5) La continua preocupación por la seguridad, desplaza de las prioridades nacionales e internacionales, problemas más acuciantes para las sociedades del mundo como la desigualdad, la pobreza, la inequitativa distribución del ingreso, la destrucción del medio ambiente, etc. Con ello las clases dirigentes de Occidente pueden seguir difiriendo las soluciones de fondo, a estos problemas mundiales.
En suma, el 11 de septiembre (1), constituyó el inicio de una política deliberada de control militar y político, para asegurar la hegemonía estadounidense en el mundo y la de Israel en el Medio Oriente.
Sin embargo, no todas las piezas de este rompecabezas han quedado como la cábala de neoconservadores tenían planeado que sucediera, pues por ejemplo, a pesar de que el presidente de Estados Unidos, Barack Obama, ha sostenido en términos generales estos objetivos, se negó a mantener la guerra permanente en Medio Oriente, y retiró tropas de Afganistán e Irak; se negó a bombardear al ejército sirio y ha logrado concretar un acuerdo con Irán sobre su programa de energía nuclear, que permite a este país evitar (al menos por un tiempo) las amenazas israelíes y de los neoconservadores que pretendían destruirlo, tal como hicieron con Irak, Libia y Afganistán.
Así también, Rusia no se ha retirado por completo de la región y sigue apoyando al régimen de Bashar el Assad que se niega a ser derrotado por esta misma coalición de Occidente, junto con las monarquías sunnitas que pretenden seguir ejerciendo su hegemonía en la región.

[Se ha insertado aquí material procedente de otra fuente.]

fn collect_rows(node: &XmlNode, rows: &mut Vec<Vec<Vec<Inline>>>) {
    for child in &node.children {
        match child.tag.as_str() {
            "tr" => {
                let cells = child
                    .children
                    .iter()
                    .filter(|c| c.tag == "td" || c.tag == "th")
                    .map(inline_content)
                    .collect();
                rows.push(cells);
            }
            "thead" | "tbody" | "tfoot" => collect_rows(child, rows),
            _ => {}
        }
    }
}

fn pre_block(node: &XmlNode) -> Block {
    let (content, language) = node.find_child("code").map_or_else(
        || (node.plain_text(), None),
        |code| {
            let language = code
                .attr("class")
                .and_then(|c| c.split_whitespace().find_map(|c| c.strip_prefix("language-")))
                .map(str::to_owned);
            (code.plain_text(), language)
        },
    );
    Block::CodeBlock { language, content }
}

/// Block-level XHTML tags; everything else is treated as inline flow.
fn is_block_tag(tag: &str) -> bool {
    matches!(
        tag,
        "h1" | "h2"
            | "h3"
            | "h4"
            | "h5"
            | "h6"
            | "p"
            | "ul"
            | "ol"
            | "table"
            | "blockquote"
            | "hr"
            | "pre"
            | "div"
            | "section"
            | "ac:structured-macro"
            | "ac:image"
            | "ac:layout"
            | "ac:layout-section"
            | "ac:layout-cell"
    )
}

/// Inline content of a node, whitespace-normalized for prose.
fn inline_content(node: &XmlNode) -> Vec<Inline> {
    let mut out = Vec::new();
    if !node.text.is_empty() {
        out.push(Inline::Text(node.text.clone()));
    }
    for child in &node.children {
        push_inline(child, &mut out);
        if !child.tail.is_empty() {
            out.push(Inline::Text(child.tail.clone()));
        }
    }
    normalize_inlines(out)
}

fn push_inline(child: &XmlNode, out: &mut Vec<Inline>) {
    match child.tag.as_str() {
        "strong" | "b" => out.push(Inline::Strong(inline_content(child))),
        "em" | "i" => out.push(Inline::Emphasis(inline_content(child))),
        "s" | "del" | "strike" => out.push(Inline::Strikethrough(inline_content(child))),
        "code" | "tt" => out.push(Inline::Code(child.plain_text())),
        "a" => out.push(Inline::Link {
            url: child.attr("href").unwrap_or("").to_owned(),
            content: inline_content(child),
        }),
        "br" => out.push(Inline::LineBreak),
        "ac:image" => out.push(image_inline(child)),
        // Unknown inline containers are flattened, never dropped.
        _ => {
            if !child.text.is_empty() {
                out.push(Inline::Text(child.text.clone()));
            }
            for grandchild in &child.children {
                push_inline(grandchild, out);
                if !grandchild.tail.is_empty() {
                    out.push(Inline::Text(grandchild.tail.clone()));
                }
            }
        }
    }
}

fn image_inline(node: &XmlNode) -> Inline {
    let url = node
        .find_child("ri:url")
        .and_then(|n| n.attr("ri:value"))
        .or_else(|| {
            node.find_child("ri:attachment")
                .and_then(|n| n.attr("ri:filename"))
        })
        .unwrap_or("")
        .to_owned();
    let alt = node.attr("ac:alt").unwrap_or("").to_owned();
    Inline::Image { url, alt }
}

/// Collapse XHTML pretty-printing whitespace and trim paragraph edges.
fn normalize_inlines(inlines: Vec<Inline>) -> Vec<Inline> {
    let mut out: Vec<Inline> = Vec::new();
    for inline in inlines {
        match inline {
            Inline::Text(text) => {
                let collapsed = collapse_whitespace(&text);
                if !collapsed.is_empty() {
                    out.push(Inline::Text(collapsed));
                }
            }
            other => out.push(other),
        }
    }
    // Trim the outer edges so paragraphs do not start or end with blanks.
    if let Some(Inline::Text(first)) = out.first_mut() {
        *first = first.trim_start().to_owned();
    }
    if let Some(Inline::Text(last)) = out.last_mut() {
        *last = last.trim_end().to_owned();
    }
    out.retain(|i| !matches!(i, Inline::Text(t) if t.is_empty()));
    out
}

fn collapse_whitespace(text: &str) -> String {
    let mut out = String::with_capacity(text.len());
    let mut in_ws = false;
    for c in text.chars() {
        if c.is_whitespace() {
            if !in_ws {
                out.push(' ');
            }
            in_ws = true;
        } else {
            out.push(c);
            in_ws = false;
        }
    }
    out
}

fn flush_paragraph(pending: &mut Vec<Inline>, blocks: &mut Vec<Block>) {
    if pending.is_empty() {
        return;
    }
    let content = normalize_inlines(std::mem::take(pending));
    if !content.is_empty() {
        blocks.push(Block::Paragraph(content));
    }
}

// --- markdown serialization ---

fn render_blocks(blocks: &[Block], placeholders: &mut PlaceholderMap) -> String {
    let rendered: Vec<String> = blocks
        .iter()
        .map(|b| render_block(b, placeholders))
        .filter(|s| !s.is_empty())
        .collect();
    rendered.join("\n\n")
}

fn render_block(block: &Block, placeholders: &mut PlaceholderMap) -> String {
    match block {
        Block::Heading { level, content } => {
            let hashes = "#".repeat(usize::from(*level).clamp(1, 6));
            format!("{hashes} {}", render_inlines(content))
        }
        Block::Paragraph(content) => render_inlines(content),
        Block::List { ordered, items } => render_list(*ordered, items, placeholders),
        Block::Table { rows } => render_table(rows),
        Block::CodeBlock { language, content } => {
            placeholders.protect(PlaceholderKind::Code, language.clone(), content.clone())
        }
        Block::Diagram { kind, source } => {
            placeholders.protect(PlaceholderKind::Diagram(*kind), None, source.clone())
        }
        Block::Macro { name, .. } => {
            format!("> \u{26a0}\u{fe0f} **Unsupported macro:** {name}")
        }
        Block::Quote { callout, content } => {
            let mut body = render_blocks(&content.0, placeholders);
            if let Some(kind) = callout {
                let marker = format!("**{}:**", kind.marker_label());
                body = if body.is_empty() {
                    marker
                } else {
                    format!("{marker}\n{body}")
                };
            }
            quote_lines(&body)
        }
        Block::Expand { title, content } => {
            let body = render_blocks(&content.0, placeholders);
            format!("<!-- expand: {title} -->\n\n{body}\n\n<!-- /expand -->")
        }
        Block::ThematicBreak => String::from("---"),
    }
}

fn render_list(ordered: bool, items: &[Vec<Block>], placeholders: &mut PlaceholderMap) -> String {
    let mut lines = Vec::new();
    for (index, item) in items.iter().enumerate() {
        let marker = if ordered {
            format!("{}. ", index + 1)
        } else {
            String::from("- ")
        };
        let body = item
            .iter()
            .map(|b| render_block(b, placeholders))
            .filter(|s| !s.is_empty())
            .collect::<Vec<_>>()
            .join("\n");
        for (i, line) in body.lines().enumerate() {
            if i == 0 {
                lines.push(format!("{marker}{line}"));
            } else {
                lines.push(format!("    {line}"));
            }
        }
        if body.is_empty() {
            lines.push(marker.trim_end().to_owned());
        }
    }
    lines.join("\n")
}

fn render_table(rows: &[Vec<Vec<Inline>>]) -> String {
    let mut lines = Vec::new();
    for (index, row) in rows.iter().enumerate() {
        let cells: Vec<String> = row
            .iter()
            .map(|cell| render_inlines(cell).replace('\n', " ").replace('|', "\\|"))
            .collect();
        lines.push(format!("| {} |", cells.join(" | ")));
        if index == 0 {
            let separator: Vec<&str> = row.iter().map(|_| "---").collect();
            lines.push(format!("| {} |", separator.join(" | ")));
        }
    }
    lines.join("\n")
}

fn quote_lines(body: &str) -> String {
    body.lines()
        .map(|line| {
            if line.is_empty() {
                String::from(">")
            } else {
                format!("> {line}")
            }
        })
        .collect::<Vec<_>>()
        .join("\n")
}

Si bien es cierto que existe una fuerte posibilidad de que la llegada de un presidente republicano a la Casa Blanca en 2017 pueda profundizar la política neoconservadora que ha llevado el caos deliberado y la destrucción a dicha región del mundo, también es posible que mientras eso sucede, Irán logre fortalecer su posición económica y política, con la implementación del acuerdo alcanzado con los miembros permanentes del Consejo de Seguridad de la ONU (más Alemania); y que la crisis de los refugiados que todas estas guerras, intervenciones y surgimiento de grupos radicales como el Estado Islámico, ha generado para el continente europeo, pueda obligar a los gobiernos de la Unión Europea a presionar por una salida pacífica al conflicto en Siria, con lo que los designios de los promotores de la guerra se verían obstaculizados.
Por ello, los próximos meses serán decisivos para saber en qué medida se ha podido detener la maquinaria de destrucción desatada desde Washington y Tel Aviv, y cómo los pueblos del Medio Oriente y Norte de Africa pueden evitar seguir en esta espiral de confrontación y muerte diseñada e impulsada a partir de los trágicos sucesos del 11 de septiembre del 2001.
(1) Más allá de que la teoría de la conspiración relativa a que 19 árabes con cutters pudieron secuestrar aviones comerciales, manejarlos como expertos (cuando sólo habían tomado clases de aviación por tres o cuatro meses en avionetas), burlar las medidas de seguridad de 16 agencias del gobierno de Estados Unidos -que no reaccionaron sino hasta que el último ataque terminó, y derrumbar las Torres Gemelas de Nueva York como si fuera una demolición controlada; resulta, por inverosímil, una burla al pueblo de Estados Unidos y al mundo.